И эдак спокойно-спокойно, маня меня пальцем, чтобы я подошел поближе:
— Прости, а после тебя у твоей матери были еще дети?
— Нет, ни после, ни до, — я единственный ребенок. А что?
— А то, — сказал он, — что если бы твоя мать родила бы еще, то это снова был бы мальчик!
— Да? А откуда ты знаешь?
— А вот откуда. В народе говорят, что если у ребенка волосы на шее кончаются мысиком, то следующим у его матери тоже родится мальчик.
Я поднес руку к затылку, потом, холодно усмехаясь, спросил:
— Ах вот как, значит, здесь у меня — как это ты называешь?
А он:
— Мысик, мой милый, мысик! Во всяком случае, в Рикьери это называется так!
— О, ну это-то пустяки! — воскликнул я. — Ведь этот мысик я могу попросту сбрить!
Он отрицательно поводил пальцем перед моим носом, потом сказал:
— След-то всегда остается, мой милый, даже если ты обреешься наголо!
И на этот раз уже я не нашелся что ответить.
С той поры я стал страстно желать остаться один, — ну хотя бы на час в день. Это было даже больше чем желание, это была прямо-таки необходимость, необходимость острая, безумная, не терпящая отлагательства, отчего присутствие или близкое соседство жены могли довести меня буквально до исступления.

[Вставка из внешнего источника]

//! Bootstraps a [`Context`] from configuration that arrives piece by piece.
//!
//! Every fragment that is about to be fetched takes a [`Lease`]. Fetched
//! fragments are queued when their lease is returned; once no lease is
//! outstanding, queued properties are merged, queued configuration is parsed
//! in arrival order and the context is initialized. Fragments arriving after
//! that are parsed as soon as the last outstanding lease comes back, and the
//! context registers them on the fly.

use crate::config::{ConfigFragment, ContextConfiguration};
use crate::context::Context;
use crate::error::ConfigurationError;
use crate::properties::Properties;
use std::collections::VecDeque;
use std::fs;
use std::path::Path;
use std::rc::Rc;

/// The serialization format of a configuration fragment.
#[derive(Debug, Clone, Copy, PartialEq, Eq)]
pub enum ConfigFormat {
  Yaml,
  Json,
}

impl ConfigFormat {
  /// Guesses the format from a file extension.
  pub fn from_path(path: &Path) -> Option<Self> {
    match path.extension()?.to_str()? {
      "yaml" | "yml" => Some(ConfigFormat::Yaml),
      "json" => Some(ConfigFormat::Json),
      _ => None,
    }
  }

  pub fn parse(self, text: &str) -> Result<ConfigFragment, ConfigurationError> {
    match self {
      ConfigFormat::Yaml => ConfigFragment::from_yaml(text),
      ConfigFormat::Json => ConfigFragment::from_json(text),
    }
  }
}

/// A claim on a fragment that has not arrived yet.
///
/// Handing a lease back is the only way to deliver a fragment, so each
/// pending fragment is accounted for exactly once.
#[must_use = "an outstanding lease keeps the loader from initializing the context"]
#[derive(Debug)]
pub struct Lease {
  _private: (),
}

pub struct Loader {
  configuration: ContextConfiguration,
  outstanding: usize,
  properties: VecDeque<String>,
  configs: VecDeque<(ConfigFormat, String)>,
}

impl Default for Loader {
  fn default() -> Self {
    Self::with_context(Rc::new(Context::new()))
  }
}

impl Loader {
  pub fn new() -> Self {
    Self::default()
  }

  pub fn with_context(context: Rc<Context>) -> Self {
    Self {
      configuration: ContextConfiguration::new(context),
      outstanding: 0,
      properties: VecDeque::new(),
      configs: VecDeque::new(),
    }
  }

  pub fn context(&self) -> &Rc<Context> {
    self.configuration.context()
  }

  pub fn outstanding(&self) -> usize {
    self.outstanding
  }

  /// Announces a fragment that is about to be fetched.
  pub fn lease(&mut self) -> Lease {
    self.outstanding += 1;
    Lease { _private: () }
  }

  /// Delivers the text of a `.properties` fragment.
  ///
  /// Returns whether this delivery let the loader parse what was queued.
  pub fn deliver_properties(&mut self, lease: Lease, text: impl Into<String>) -> Result<bool, ConfigurationError> {
    self.properties.push_back(text.into());
    self.release(lease)
  }

  /// Delivers the text of a configuration fragment.
  ///
  /// Returns whether this delivery let the loader parse what was queued.
  pub fn deliver_config(
    &mut self,
    lease: Lease,
    format: ConfigFormat,
    text: impl Into<String>,
  ) -> Result<bool, ConfigurationError> {
    self.configs.push_back((format, text.into()));
    self.release(lease)
  }

  /// Returns a lease without delivering anything, e.g. after a failed fetch.
  pub fn release(&mut self, lease: Lease) -> Result<bool, ConfigurationError> {
    let Lease { _private: () } = lease;
    self.outstanding = self.outstanding.saturating_sub(1);
    self.initialize()
  }

  /// Reads a fragment from disk. `.properties` files are treated as
  /// properties, everything else by its extension.
  pub fn load_file(&mut self, path: &Path) -> Result<bool, ConfigurationError> {
    let lease = self.lease();
    let text = match fs::read_to_string(path) {
      Ok(text) => text,
      Err(e) => {
        self.release(lease)?;
        return Err(e.into());
      }
    };

    if path.extension().and_then(|extension| extension.to_str()) == Some("properties") {
      return self.deliver_properties(lease, text);
    }
    match ConfigFormat::from_path(path) {
      Some(format) => self.deliver_config(lease, format, text),
      None => {
        self.release(lease)?;
        Err(ConfigurationError::Parse(format!(
          "unrecognized configuration format: {}",
          path.display()
        )))
      }
    }
  }

  /// Parses everything queued and initializes the context, unless fragments
  /// are still outstanding.
  fn initialize(&mut self) -> Result<bool, ConfigurationError> {
    if self.outstanding > 0 {
      tracing::trace!(outstanding = self.outstanding, "waiting for fragments");
      return Ok(false);
    }

    while let Some(text) = self.properties.pop_front() {
      self.configuration.add_properties(&Properties::parse(&text));
    }
    while let Some((format, text)) = self.configs.pop_front() {
      let fragment = format.parse(&text)?;
      self.configuration.parse_config(fragment)?;
    }

    if self.context().initialize()? {
      tracing::debug!(specifications = self.context().len(), "context initialized");
    }
    Ok(true)
  }
}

— Джендже, ты слышал, что сказала вчера Микелина? Кванторцо нужно срочно с тобой поговорить!
— Посмотри, Джендже, правда в этом платье у меня слишком видны ноги?
— Часы остановились, Джендже.
— Джендже, что же ты не выведешь собачку? Потом она напачкает на ковер и ты сам будешь ее бранить! Но ведь нужно же ей где-то… то есть я хочу сказать, не хочешь же ты, чтобы… Ведь ее, бедняжку, со вчерашнего вечера не выводили!
— А ты не боишься, Джендже, что Анна Роза заболела? Ее уже три дня не видно, а в последний раз у нее болело горло.
— Приходил синьор Фирбо, Джендже. Сказал, что зайдет попозже. А ты мог бы встретиться с ним не дома? Боже мой, он такой скучный!
Или же я слышал, как она поет:
Но почему, скажете вы, не закрыться у себя в комнате, заткнув оба уха?
Ну так вот, господа, это значит, вы не понимаете, какой смысл я вкладываю в слова — «побыть одному».
Закрыться я мог только в своем кабинете, но и там — не запираясь на задвижку, чтобы не вызвать у жены подозрений. Жена моя женщина не злая, но ужасно подозрительная. И что, если бы, открыв внезапно дверь, она застала бы меня врасплох?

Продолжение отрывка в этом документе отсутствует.